A Study of a Breast Cancer Dataset

Binder

Github Pages here

Authors: Kshitij (TJ) Chauhan, Neha Haq, Wenhao Pan, Jiaji Wu

Introduction

This repository includes a study of a breast bancer dataset that is downloaded from Kaggle

As a group, we wanted to focus on the health industry. We decided to look at cancer, as cancer is a widely studied disease today. This motivated us to analyze the breast cancer dataset publicly available on Kaggle. We believe that our analysis of this dataset would be helpful to doctors and patients, who want to find out whether the cancer is benign or malignant.
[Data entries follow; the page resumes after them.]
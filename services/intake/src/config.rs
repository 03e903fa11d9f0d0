//! Service configuration loaded from the environment.
//!
//! Everything has a default, so an empty environment runs the built-in
//! script with the standard timings.

use intake_core::SessionConfig;
use std::env;
use std::path::PathBuf;
use std::time::Duration;
use tracing::Level;

#[derive(Debug, Clone)]
pub struct Config {
    pub log_level: Level,
    pub locale: String,
    /// JSON script replacing the built-in one.
    pub script_path: Option<PathBuf>,
    pub check_in_after: Duration,
    pub hang_up_after: Duration,
    pub barge_in: bool,
}

#[derive(Debug, thiserror::Error)]
pub enum ConfigError {
    #[error("Invalid log level provided for RUST_LOG: {0}")]
    InvalidLogLevel(String),
    #[error("Invalid value for {name}: {value}")]
    InvalidVar { name: &'static str, value: String },
}

impl Config {
    /// Loads configuration from environment variables, reading `.env` first
    /// when present.
    ///
    // *   `RUST_LOG`: (Optional) TRACE, DEBUG, INFO, WARN or ERROR. Defaults to INFO.
    // *   `INTAKE_LOCALE`: (Optional) Recognition locale. Defaults to "en-IN".
    // *   `INTAKE_SCRIPT`: (Optional) Path to a JSON conversation script.
    // *   `INTAKE_CHECK_IN_SECS`: (Optional) Silence before the check-in. Defaults to 120.
    // *   `INTAKE_HANG_UP_SECS`: (Optional) Silence after the check-in before hanging up. Defaults to 15.
    // *   `INTAKE_BARGE_IN`: (Optional) "true" or "false". Defaults to "false": a line typed
    //     while the assistant talks would otherwise go to the interruption watch and be lost.
    pub fn from_env() -> Result<Self, ConfigError> {
        dotenvy::dotenv().ok();
        Self::from_lookup(|name| env::var(name).ok())
    }

    /// Builds the configuration from any variable source.
    pub fn from_lookup(lookup: impl Fn(&str) -> Option<String>) -> Result<Self, ConfigError> {
        let defaults = SessionConfig::default();

        let log_level_str = lookup("RUST_LOG").unwrap_or_else(|| "INFO".to_string());
        let log_level = log_level_str
            .parse::<Level>()
            .map_err(|_| ConfigError::InvalidLogLevel(log_level_str))?;

        let locale = lookup("INTAKE_LOCALE").unwrap_or(defaults.locale);
        let script_path = lookup("INTAKE_SCRIPT")
            .filter(|path| !path.trim().is_empty())
            .map(PathBuf::from);

        let check_in_after =
            seconds(&lookup, "INTAKE_CHECK_IN_SECS")?.unwrap_or(defaults.check_in_after);
        let hang_up_after =
            seconds(&lookup, "INTAKE_HANG_UP_SECS")?.unwrap_or(defaults.hang_up_after);

        let barge_in = match lookup("INTAKE_BARGE_IN") {
            None => false,
            Some(value) => match value.trim().to_lowercase().as_str() {
                "true" | "1" | "yes" | "on" => true,
                "false" | "0" | "no" | "off" => false,
                _ => {
                    return Err(ConfigError::InvalidVar {
                        name: "INTAKE_BARGE_IN",
                        value,
                    });
                }
            },
        };

        Ok(Self {
            log_level,
            locale,
            script_path,
            check_in_after,
            hang_up_after,
            barge_in,
        })
    }

    /// Session timings with this configuration applied.
    pub fn session_config(&self) -> SessionConfig {
        SessionConfig {
            locale: self.locale.clone(),
            check_in_after: self.check_in_after,
            hang_up_after: self.hang_up_after,
            barge_in: self.barge_in,
            ..SessionConfig::default()
        }
    }
}

fn seconds(
    lookup: &impl Fn(&str) -> Option<String>,
    name: &'static str,
) -> Result<Option<Duration>, ConfigError> {
    let Some(value) = lookup(name) else {
        return Ok(None);
    };
    match value.trim().parse::<u64>() {
        Ok(secs) if secs > 0 => Ok(Some(Duration::from_secs(secs))),
        _ => Err(ConfigError::InvalidVar { name, value }),
    }
}
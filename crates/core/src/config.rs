//! Session timing and behavior settings.

use std::time::Duration;

/// Settings for the output adapter's completion watchdogs.
#[derive(Debug, Clone, PartialEq)]
pub struct OutputSettings {
    /// How often the engine is polled for "still speaking".
    pub poll_interval: Duration,
    /// How long a silent engine is given before polling may presume completion.
    pub poll_grace: Duration,
    /// Speaking rate used to estimate the hard cap of an utterance.
    pub chars_per_second: f64,
    /// Added on top of the estimated speaking time.
    pub cap_padding: Duration,
}

impl OutputSettings {
    /// Upper bound on how long `text` may take to play.
    pub fn estimated_cap(&self, text: &str) -> Duration {
        let chars = text.chars().count() as f64;
        let rate = if self.chars_per_second > 0.0 {
            self.chars_per_second
        } else {
            1.0
        };
        Duration::from_secs_f64(chars / rate) + self.cap_padding
    }
}

impl Default for OutputSettings {
    fn default() -> Self {
        Self {
            poll_interval: Duration::from_millis(250),
            poll_grace: Duration::from_millis(1500),
            chars_per_second: 14.0,
            cap_padding: Duration::from_secs(3),
        }
    }
}

#[derive(Debug, Clone, PartialEq)]
pub struct SessionConfig {
    /// Locale handed to the speech recognizer.
    pub locale: String,
    /// Ceiling on the greeting before listening starts anyway.
    pub greeting_ceiling: Duration,
    /// Minimum spacing between two listen attempts.
    pub listen_cooldown: Duration,
    /// Delay before listening again after a capture ended empty.
    pub relisten_delay: Duration,
    /// Delay before retrying after a recognition or synthesis failure.
    pub retry_delay: Duration,
    /// Delay between a barge-in and the spoken acknowledgement.
    pub acknowledge_delay: Duration,
    /// Stage 1 of the inactivity watchdog.
    pub check_in_after: Duration,
    /// Stage 2 of the inactivity watchdog, counted from the stage 1 fire.
    pub hang_up_after: Duration,
    /// Watch for interruption keywords while the system is speaking.
    pub barge_in: bool,
    pub output: OutputSettings,
}

impl Default for SessionConfig {
    fn default() -> Self {
        Self {
            locale: "en-IN".to_string(),
            greeting_ceiling: Duration::from_millis(3500),
            listen_cooldown: Duration::from_millis(400),
            relisten_delay: Duration::from_millis(300),
            retry_delay: Duration::from_secs(1),
            acknowledge_delay: Duration::from_millis(500),
            check_in_after: Duration::from_secs(120),
            hang_up_after: Duration::from_secs(15),
            barge_in: true,
            output: OutputSettings::default(),
        }
    }
}
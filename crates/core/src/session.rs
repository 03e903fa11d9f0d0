use crate::slots::{DialogueState, SlotSet};
use chrono::{DateTime, Local};
use serde::Serialize;
use std::collections::BTreeSet;
use tokio::time::Instant;

#[derive(Debug, Clone, Copy, Default, PartialEq, Eq, Serialize)]
#[serde(rename_all = "camelCase")]
pub enum Phase {
    #[default]
    Idle,
    Greeting,
    Listening,
    Processing,
    Speaking,
    Paused,
    Ended,
}

#[derive(Debug, Clone, Copy, PartialEq, Eq, Serialize)]
#[serde(rename_all = "camelCase")]
pub enum Speaker {
    System,
    User,
}

#[derive(Debug, Clone, PartialEq, Eq, Serialize)]
pub struct Utterance {
    pub speaker: Speaker,
    pub text: String,
    pub timestamp: DateTime<Local>,
}

impl Utterance {
    pub fn new(speaker: Speaker, text: impl Into<String>) -> Self {
        Self {
            speaker,
            text: text.into(),
            timestamp: Local::now(),
        }
    }

    /// Wire form sent over the session connection.
    pub fn to_payload(&self) -> serde_json::Value {
        serde_json::json!({
            "role": self.speaker,
            "text": self.text,
            "timestamp": self.timestamp.to_rfc3339(),
        })
    }
}

/// Append-only record of the conversation. Only the user turn that is still
/// being recognized can change.
#[derive(Debug, Clone, Default, PartialEq, Eq, Serialize)]
pub struct ConversationLog {
    entries: Vec<Utterance>,
    in_progress: Option<Utterance>,
}

impl ConversationLog {
    pub fn entries(&self) -> &[Utterance] {
        &self.entries
    }

    pub fn in_progress(&self) -> Option<&Utterance> {
        self.in_progress.as_ref()
    }

    pub fn push(&mut self, utterance: Utterance) -> &Utterance {
        self.entries.push(utterance);
        &self.entries[self.entries.len() - 1]
    }

    /// Replaces the text of the in-progress user turn.
    pub fn revise(&mut self, text: &str) {
        match &mut self.in_progress {
            Some(utterance) => text.clone_into(&mut utterance.text),
            None => self.in_progress = Some(Utterance::new(Speaker::User, text)),
        }
    }

    /// Moves the in-progress turn into the log with its final text.
    pub fn commit(&mut self, text: &str) -> &Utterance {
        let mut utterance = self
            .in_progress
            .take()
            .unwrap_or_else(|| Utterance::new(Speaker::User, text));
        text.clone_into(&mut utterance.text);
        self.push(utterance)
    }

    pub fn discard(&mut self) {
        self.in_progress = None;
    }
}

/// The single live conversation, owned by the turn controller.
#[derive(Debug, Default)]
pub struct Session {
    /// Phase the session is in, or was in when it got paused.
    pub phase: Phase,
    pub paused: bool,
    /// Listen again once the current utterance finishes playing.
    pub listen_after_utterance: bool,
    /// Bumped whenever the controller moves on; notifications carrying an
    /// older value are stale.
    pub turn: u64,
    pub capture_active: bool,
    pub last_listen_at: Option<Instant>,
    pub dialogue: DialogueState,
    pub log: ConversationLog,
    pub live_transcript: String,
    pub alert: Option<String>,
}

impl Session {
    /// Phase as seen from outside: a pause hides the phase underneath.
    pub fn observable_phase(&self) -> Phase {
        if self.paused && self.phase != Phase::Ended {
            Phase::Paused
        } else {
            self.phase
        }
    }

    pub fn is_active(&self) -> bool {
        !matches!(self.phase, Phase::Idle | Phase::Ended)
    }

    pub fn advance_turn(&mut self) -> u64 {
        self.turn += 1;
        self.turn
    }

    pub fn snapshot(&self) -> SessionSnapshot {
        SessionSnapshot {
            phase: self.observable_phase(),
            live_transcript: self.live_transcript.clone(),
            log: self.log.entries().to_vec(),
            in_progress: self.log.in_progress().cloned(),
            slots: self.dialogue.slots.clone(),
            tags: self.dialogue.tags.clone(),
            alert: self.alert.clone(),
        }
    }
}

/// Read-only view published after every transition.
#[derive(Debug, Clone, PartialEq, Eq, Serialize)]
#[serde(rename_all = "camelCase")]
pub struct SessionSnapshot {
    pub phase: Phase,
    pub live_transcript: String,
    pub log: Vec<Utterance>,
    pub in_progress: Option<Utterance>,
    pub slots: SlotSet,
    pub tags: BTreeSet<String>,
    pub alert: Option<String>,
}

impl Default for SessionSnapshot {
    fn default() -> Self {
        Session::default().snapshot()
    }
}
For our model, we decided to choose to use a classification model as our goal is to classify whether the cancer is benign or malignant. To do this, we ran different models including logistic regression, decision trees and random forests and then, based on the performance on the vailidation set, we picked the best one. Based on our final model, we hope that our model can serve as a strong basis for predicting whether the cancer is benign or malignant based on its characteristics. Furthermore, we performed hypothesis testing using the parametric Two-Sample T-Test and the non-parametric Wilcoxian Rank Sumt Test to see whether our results are statistically significant at a significance level of 5%.

Installation

Run make env to setup the conda environment and install the required dependencies. Use hw07 kernel to execute the Jupyter Notebook.

Repository Structure

  • data/ contains different datasets in csv formats

    • raw_data.csv is the original data downloaded from Kaggle

    • clean.csv is the cleaned version of raw_data.csv

    • train.csv is the training dataset

    • val.csv is the validation dataset

    • test.csv is the testing dataset

  • figures/ contains generated figures from running the notebooks in codes/

  • tables/ contains generated tables from running the notebooks in codes/

  • codes/ contains the jupyter notebooks for data analysis

    • data_prepare.ipynb prepares the data for later analysis

    • data_visual.ipynb conducts data visualization

    • logistic_reg.ipynb conducts logistic regression analysis

    • decision_tree_and_random_forest.ipynb conducts decision tree and random forest modeling and comparison

    • final_model_selection.ipynb chooses the final model between logistic regression, decision tree, and random forest

    • two_populations_analysis.ipynb conducts two sample hypothesis testing

  • models/ contains different fitted models from running the notebooks in codes/

    • dt_model.sav is the fitted decesion tree model

    • rf_model.sav is the fitted random forest model

    • lg_model.sav is the fitted logistic regression model

  • diagnosis/ contains required files for package creation purposes.

    • README.md info of package

    • setup.py required to create python package

    • pyproj.tml required to create python package

    • setup.cfg required to create python package

    • LICENSE info of package

    • diagnosis/ contains content of package

      • tests/ tests for created methods

      • __init__.py required to create python package

      • modelmake.py methods for classification modeling

      • twosample.py methods for hypothesis testing

      • main.py methods for plotting figures

      • prepare.py methods for preparing the datad

  • _config.yml required for JupyterBook

  • conf.py required for JupyterBook

  • _toc.yml is the table of contents for JupyterBook

  • book-requirements.txt packages for the book build in Github Actions

  • environment.yml hw07 conda environment installation

  • envsetup.sh utilized by make env

  • envupdate.sh utilized by make update

  • envremove.sh utilized by make remove

  • run_codes.sh utilized by make all

  • html_hub.sh build JupyterBook to view it on the hub with the URL proxy trick

  • Makefile make commands for easy execution

  • LICENSE contains the license used by the repo

  • README.md current document

  • requirements.txt contains the names of the packages installed through pypi

  • main.ipynb summarizes and discusses the findings and outcomes of our analysis

  • hw07-description.ipynb Stat 159 HW7 assignment desctiption

Makefile Commands

make

  • env creates and configures the environment

  • remove-env remove the environment

  • update-env update the environment

  • html build the JupyterBook normally

  • html-hub build the JupyterBook so that you can view it on the hub with the URL proxy trick: https://stat159.datahub.berkeley.edu/user-redirect/proxy/8000/index.html

  • clean clean up the generated figures, tables, data, and _build folders.

  • all run all the notebooks (*.ipynb in codes/ and main.ipynb)

Notes

  • When using pytest to test the functions in the package, we need to call pytest diagnosis in the root directory, i.e., in hw07-Group26, run pytest diagnosis in the terminal. Also, since our testing functions use some generated data, make sure running make all to generated all neccessary files before testing.